Your task: Look through the data below. Collect every line where the word "SessionStore" occurs.

Material for the task:

use crate::store::SessionStore;

/// Repository adapter over the shared in-memory store. Cheap to construct per
/// request; all clones point at the same rows.
#[derive(Clone)]
pub struct StoreRepository {
    pub store: SessionStore,
}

Response below:
use crate::store::SessionStore;
    pub store: SessionStore,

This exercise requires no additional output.